- Location in Vernon Parish and the state of Louisiana.
- Coordinates: 31°06′13″N 93°10′07″W﻿ / ﻿31.10361°N 93.16861°W
- Country: United States
- State: Louisiana
- Parish: Vernon

Area
- • Total: 8.39 sq mi (21.72 km^{2})
- • Land: 8.38 sq mi (21.70 km^{2})
- • Water: 0.0039 sq mi (0.01 km^{2})
- Elevation: 354 ft (108 m)

Population (2020)
- • Total: 2,179
- • Density: 260/sq mi (100.4/km^{2})
- Time zone: UTC-6 (CST)
- • Summer (DST): UTC-5 (CDT)
- Area code: 337
- FIPS code: 22-26746

= Fort Johnson North, Louisiana =

Fort Johnson North is a census-designated place (CDP) in Vernon Parish, Louisiana, United States. The population was 3,279 at the 2000 census. It is part of the Fort Johnson South Micropolitan Statistical Area.

==Geography==
Fort Johnson North is located at (31.103611, -93.168617).

According to the United States Census Bureau, the CDP has a total area of 8.1 sqmi, all land.

==Demographics==

Fort Johnson North first appeared as a census designated place the 1980 U.S. Census under the name Fort Polk North.

Historical population
| Census | Pop. | Note | %± |
| 1980 | 1,644 |  | — |
| 1990 | 3,819 |  | 132.3% |
| 2000 | 3,279 |  | −14.1% |
| 2010 | 2,864 |  | −12.7% |
| 2020 | 2,179 |  | −23.9% |
U.S. Decennial Census 1950 1960 1970 1980 1990 2000 2010

===Racial and ethnic composition===

Fort Johnson North CDP, Louisiana – Racial and ethnic composition Note: the US Census treats Hispanic/Latino as an ethnic category. This table excludes Latinos from the racial categories and assigns them to a separate category. Hispanics/Latinos may be of any race.
| Race / Ethnicity (NH = Non-Hispanic) | Pop 2000 | Pop 2010 | Pop 2020 | % 2000 | % 2010 | % 2020 |
|---|---|---|---|---|---|---|
| White alone (NH) | 1,922 | 1,909 | 1,219 | 58.62% | 66.66% | 55.94% |
| Black or African American alone (NH) | 691 | 310 | 270 | 21.07% | 10.82% | 12.39% |
| Native American or Alaska Native alone (NH) | 31 | 31 | 14 | 0.95% | 1.08% | 0.64% |
| Asian alone (NH) | 61 | 60 | 37 | 1.86% | 2.09% | 1.70% |
| Native Hawaiian or Pacific Islander alone (NH) | 16 | 25 | 13 | 0.49% | 0.87% | 0.60% |
| Other race alone (NH) | 10 | 8 | 2 | 0.30% | 0.28% | 0.09% |
| Mixed race or Multiracial (NH) | 159 | 91 | 138 | 4.85% | 3.18% | 6.33% |
| Hispanic or Latino (any race) | 389 | 430 | 486 | 11.86% | 15.01% | 22.30% |
| Total | 3,279 | 2,864 | 2,179 | 100.00% | 100.00% | 100.00% |

===2020 census===
As of the census of 2000, there were 3,279 people, 1,076 households, and 1,039 families residing in the CDP. The population density was 403.7 PD/sqmi. There were 1,126 housing units at an average density of 138.6 /sqmi. The racial makeup of the CDP was 62.9% White, 21.3% African American, 1.3% Native American, 2.1% Asian, 0.6% Pacific Islander, 5.1% from other races, and 6.7% from two or more races. Hispanic or Latino of any race were 11.9% of the population.

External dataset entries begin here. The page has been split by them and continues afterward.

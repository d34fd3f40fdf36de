//! HTTP request tracing.
//!
//! Every request gets an `INFO` span carrying its method and path. The
//! response is logged inside that span with a level chosen by status class:
//! `ERROR` for 5xx, `WARN` for 4xx, `INFO` otherwise.
//!
//! ```text
//! INFO request{method=POST path=/api/posts status=201}: Request completed latency_ms=12
//! WARN request{method=POST path=/api/tags status=400}: Request rejected latency_ms=1
//! ```

use std::time::Duration;

use axum::http::{Request, Response};
use tower_http::classify::{ServerErrorsAsFailures, SharedClassifier};
use tower_http::trace::{DefaultOnRequest, MakeSpan, OnResponse, TraceLayer};
use tracing::{Span, error, info, info_span, warn};

/// Opens the per-request span. Query strings are left out of `path`.
#[derive(Debug, Clone, Copy, Default)]
pub struct RequestSpan;

impl<B> MakeSpan<B> for RequestSpan {
    fn make_span(&mut self, request: &Request<B>) -> Span {
        info_span!(
            "request",
            method = %request.method(),
            path = %request.uri().path(),
            status = tracing::field::Empty,
        )
    }
}

/// Records the status on the span and logs the latency.
#[derive(Debug, Clone, Copy, Default)]
pub struct LogResponse;

impl<B> OnResponse<B> for LogResponse {
    fn on_response(self, response: &Response<B>, latency: Duration, span: &Span) {
        let status = response.status();
        span.record("status", status.as_u16());
        let latency_ms = u64::try_from(latency.as_millis()).unwrap_or(u64::MAX);

        if status.is_server_error() {
            error!(latency_ms, "Request failed");
        } else if status.is_client_error() {
            warn!(latency_ms, "Request rejected");
        } else {
            info!(latency_ms, "Request completed");
        }
    }
}

pub type HttpTraceLayer =
    TraceLayer<SharedClassifier<ServerErrorsAsFailures>, RequestSpan, DefaultOnRequest, LogResponse>;

/// Builds the tracing layer applied to the whole router.
pub fn layer() -> HttpTraceLayer {
    TraceLayer::new_for_http()
        .make_span_with(RequestSpan)
        .on_response(LogResponse)
}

There were 1,076 households, out of which 67.8% had children under the age of 18 living with them, 91.5% were married couples living together, 4.0% had a female householder with no husband present, and 3.4% were non-families. 3.2% of all households were made up of individuals, and none had someone living alone who was 65 years of age or older. The average household size was 3.05 and the average family size was 3.10.

In the CDP, the population was spread out, with 36.2% under the age of 18, 20.8% from 18 to 24, 42.2% from 25 to 44, 0.7% from 45 to 64, and 0.1% who were 65 years of age or older. The median age was 23 years. For every 100 females, there were 101.3 males. For every 100 females age 18 and over, there were 99.2 males.

The median income for a household in the CDP was $31,921, and the median income for a family was $32,037. Males had a median income of $25,729 versus $19,044 for females. The per capita income for the CDP was $11,425. About 8.7% of families and 10.2% of the population were below the poverty line, including 11.7% of those under age 18 and none of those age 65 or over.